Required action: In the records below, find every line that contains "nothing" and list it.
┌──
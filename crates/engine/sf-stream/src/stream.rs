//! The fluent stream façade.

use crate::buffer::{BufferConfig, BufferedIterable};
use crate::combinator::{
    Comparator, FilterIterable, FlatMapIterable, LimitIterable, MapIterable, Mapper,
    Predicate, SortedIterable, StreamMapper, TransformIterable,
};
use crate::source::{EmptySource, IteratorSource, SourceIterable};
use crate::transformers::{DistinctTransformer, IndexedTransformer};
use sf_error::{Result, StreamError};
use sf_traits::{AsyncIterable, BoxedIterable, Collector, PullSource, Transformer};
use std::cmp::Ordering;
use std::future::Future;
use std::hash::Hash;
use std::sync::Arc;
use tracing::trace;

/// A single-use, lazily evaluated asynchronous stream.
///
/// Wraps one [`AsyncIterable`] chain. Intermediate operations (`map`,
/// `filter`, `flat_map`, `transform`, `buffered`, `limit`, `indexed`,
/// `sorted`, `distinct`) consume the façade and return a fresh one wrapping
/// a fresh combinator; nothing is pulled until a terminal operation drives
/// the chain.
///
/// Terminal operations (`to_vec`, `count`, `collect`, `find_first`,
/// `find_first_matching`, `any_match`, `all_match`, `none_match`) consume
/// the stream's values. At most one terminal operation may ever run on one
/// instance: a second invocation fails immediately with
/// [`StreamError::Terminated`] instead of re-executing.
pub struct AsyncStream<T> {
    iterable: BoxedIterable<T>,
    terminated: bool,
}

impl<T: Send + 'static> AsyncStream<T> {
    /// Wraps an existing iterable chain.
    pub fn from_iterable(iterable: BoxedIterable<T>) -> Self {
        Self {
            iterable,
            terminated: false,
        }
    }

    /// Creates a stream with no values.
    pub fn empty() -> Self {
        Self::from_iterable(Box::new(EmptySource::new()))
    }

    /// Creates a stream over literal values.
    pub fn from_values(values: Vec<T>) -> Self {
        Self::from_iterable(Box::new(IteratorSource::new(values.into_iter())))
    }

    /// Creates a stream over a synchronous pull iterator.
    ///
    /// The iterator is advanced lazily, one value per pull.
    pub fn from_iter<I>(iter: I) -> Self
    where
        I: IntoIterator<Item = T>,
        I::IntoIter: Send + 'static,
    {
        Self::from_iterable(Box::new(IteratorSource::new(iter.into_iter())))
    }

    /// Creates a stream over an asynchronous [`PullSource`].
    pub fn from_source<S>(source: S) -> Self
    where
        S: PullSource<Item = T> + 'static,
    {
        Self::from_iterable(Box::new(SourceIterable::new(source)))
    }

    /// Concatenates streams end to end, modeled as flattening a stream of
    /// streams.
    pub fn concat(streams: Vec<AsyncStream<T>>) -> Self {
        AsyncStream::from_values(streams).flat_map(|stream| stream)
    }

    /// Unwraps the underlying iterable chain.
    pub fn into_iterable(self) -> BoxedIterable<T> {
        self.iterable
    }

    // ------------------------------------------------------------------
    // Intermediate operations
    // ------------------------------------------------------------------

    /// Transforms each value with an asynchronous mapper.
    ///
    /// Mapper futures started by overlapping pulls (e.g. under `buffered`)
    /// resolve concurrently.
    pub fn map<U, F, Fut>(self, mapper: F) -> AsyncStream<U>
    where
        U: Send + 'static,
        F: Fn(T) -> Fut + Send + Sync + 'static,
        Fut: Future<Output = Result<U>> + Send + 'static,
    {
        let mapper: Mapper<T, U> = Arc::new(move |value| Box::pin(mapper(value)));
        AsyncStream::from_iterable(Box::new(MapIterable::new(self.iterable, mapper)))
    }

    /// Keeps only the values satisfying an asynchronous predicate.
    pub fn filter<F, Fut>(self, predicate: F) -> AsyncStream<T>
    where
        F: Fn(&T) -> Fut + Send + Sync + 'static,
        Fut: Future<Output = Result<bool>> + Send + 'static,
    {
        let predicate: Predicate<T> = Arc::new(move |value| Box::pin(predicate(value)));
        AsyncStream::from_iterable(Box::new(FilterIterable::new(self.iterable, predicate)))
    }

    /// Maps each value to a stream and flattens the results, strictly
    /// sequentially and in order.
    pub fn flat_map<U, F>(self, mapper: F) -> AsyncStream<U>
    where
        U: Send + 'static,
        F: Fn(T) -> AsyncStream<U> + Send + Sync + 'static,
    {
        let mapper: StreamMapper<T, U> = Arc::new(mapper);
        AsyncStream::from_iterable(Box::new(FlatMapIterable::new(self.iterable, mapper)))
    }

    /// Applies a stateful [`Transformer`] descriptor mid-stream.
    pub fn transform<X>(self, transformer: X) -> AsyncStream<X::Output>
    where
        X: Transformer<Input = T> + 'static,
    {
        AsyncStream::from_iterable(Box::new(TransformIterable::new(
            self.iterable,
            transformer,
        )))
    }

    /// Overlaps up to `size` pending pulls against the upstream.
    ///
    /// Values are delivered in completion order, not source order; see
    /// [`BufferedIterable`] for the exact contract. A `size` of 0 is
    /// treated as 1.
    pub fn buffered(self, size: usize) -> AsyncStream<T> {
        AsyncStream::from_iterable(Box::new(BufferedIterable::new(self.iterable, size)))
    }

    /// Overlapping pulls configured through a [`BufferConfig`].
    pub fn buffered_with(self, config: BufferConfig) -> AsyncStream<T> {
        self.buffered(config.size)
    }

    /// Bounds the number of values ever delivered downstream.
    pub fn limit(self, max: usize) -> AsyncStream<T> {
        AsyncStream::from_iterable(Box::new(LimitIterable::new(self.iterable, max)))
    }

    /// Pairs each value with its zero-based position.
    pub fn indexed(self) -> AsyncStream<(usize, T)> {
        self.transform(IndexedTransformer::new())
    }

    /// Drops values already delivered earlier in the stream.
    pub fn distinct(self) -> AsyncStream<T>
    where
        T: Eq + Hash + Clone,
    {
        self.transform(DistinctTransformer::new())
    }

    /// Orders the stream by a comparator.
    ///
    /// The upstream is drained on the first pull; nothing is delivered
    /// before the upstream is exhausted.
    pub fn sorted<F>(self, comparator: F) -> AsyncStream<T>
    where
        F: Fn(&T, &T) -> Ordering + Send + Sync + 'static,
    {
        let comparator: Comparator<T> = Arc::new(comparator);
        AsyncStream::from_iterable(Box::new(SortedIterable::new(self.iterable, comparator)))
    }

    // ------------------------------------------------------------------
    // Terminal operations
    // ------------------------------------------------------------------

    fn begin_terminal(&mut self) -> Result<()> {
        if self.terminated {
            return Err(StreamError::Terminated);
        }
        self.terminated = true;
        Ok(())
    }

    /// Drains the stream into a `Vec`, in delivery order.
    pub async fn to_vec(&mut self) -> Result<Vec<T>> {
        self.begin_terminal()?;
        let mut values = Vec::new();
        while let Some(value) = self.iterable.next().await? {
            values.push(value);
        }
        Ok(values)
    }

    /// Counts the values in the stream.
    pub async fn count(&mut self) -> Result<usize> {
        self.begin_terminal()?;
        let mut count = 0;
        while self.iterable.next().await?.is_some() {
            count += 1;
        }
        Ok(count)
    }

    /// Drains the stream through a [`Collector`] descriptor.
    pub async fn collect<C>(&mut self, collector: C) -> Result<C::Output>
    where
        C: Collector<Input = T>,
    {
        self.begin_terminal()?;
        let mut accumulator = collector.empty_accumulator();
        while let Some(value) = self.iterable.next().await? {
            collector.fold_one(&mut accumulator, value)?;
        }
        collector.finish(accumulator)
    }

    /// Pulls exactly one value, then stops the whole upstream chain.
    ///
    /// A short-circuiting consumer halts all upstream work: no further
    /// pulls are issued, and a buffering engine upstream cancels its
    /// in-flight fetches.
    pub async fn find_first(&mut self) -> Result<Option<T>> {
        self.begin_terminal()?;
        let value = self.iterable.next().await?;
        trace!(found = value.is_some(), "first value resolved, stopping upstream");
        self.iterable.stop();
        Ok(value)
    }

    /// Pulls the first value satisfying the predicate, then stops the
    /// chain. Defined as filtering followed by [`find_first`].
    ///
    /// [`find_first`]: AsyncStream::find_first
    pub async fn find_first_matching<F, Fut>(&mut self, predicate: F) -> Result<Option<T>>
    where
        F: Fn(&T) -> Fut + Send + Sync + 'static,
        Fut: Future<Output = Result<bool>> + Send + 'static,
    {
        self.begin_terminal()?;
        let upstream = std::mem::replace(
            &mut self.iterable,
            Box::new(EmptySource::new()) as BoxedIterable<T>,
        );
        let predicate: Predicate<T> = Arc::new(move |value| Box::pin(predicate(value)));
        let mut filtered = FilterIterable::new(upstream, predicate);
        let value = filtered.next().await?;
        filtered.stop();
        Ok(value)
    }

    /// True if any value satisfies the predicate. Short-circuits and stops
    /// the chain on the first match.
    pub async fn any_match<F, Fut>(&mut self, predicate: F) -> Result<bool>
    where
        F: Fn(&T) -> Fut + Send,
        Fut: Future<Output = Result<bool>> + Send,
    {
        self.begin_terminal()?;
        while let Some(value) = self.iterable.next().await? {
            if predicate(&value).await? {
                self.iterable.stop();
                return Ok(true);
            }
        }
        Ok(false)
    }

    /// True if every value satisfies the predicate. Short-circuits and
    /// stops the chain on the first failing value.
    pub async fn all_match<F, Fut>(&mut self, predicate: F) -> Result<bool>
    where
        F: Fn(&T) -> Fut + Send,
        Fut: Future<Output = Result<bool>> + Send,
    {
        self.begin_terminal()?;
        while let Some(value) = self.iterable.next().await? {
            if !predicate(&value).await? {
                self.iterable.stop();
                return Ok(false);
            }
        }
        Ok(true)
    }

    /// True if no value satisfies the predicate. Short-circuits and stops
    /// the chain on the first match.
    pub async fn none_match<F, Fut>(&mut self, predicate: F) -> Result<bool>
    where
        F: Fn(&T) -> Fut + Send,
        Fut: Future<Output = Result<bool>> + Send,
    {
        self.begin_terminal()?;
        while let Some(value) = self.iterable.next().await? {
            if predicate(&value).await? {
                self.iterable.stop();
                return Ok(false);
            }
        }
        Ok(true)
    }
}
└──
Problem solution:
/// a fresh combinator; nothing is pulled until a terminal operation drives
    /// The upstream is drained on the first pull; nothing is delivered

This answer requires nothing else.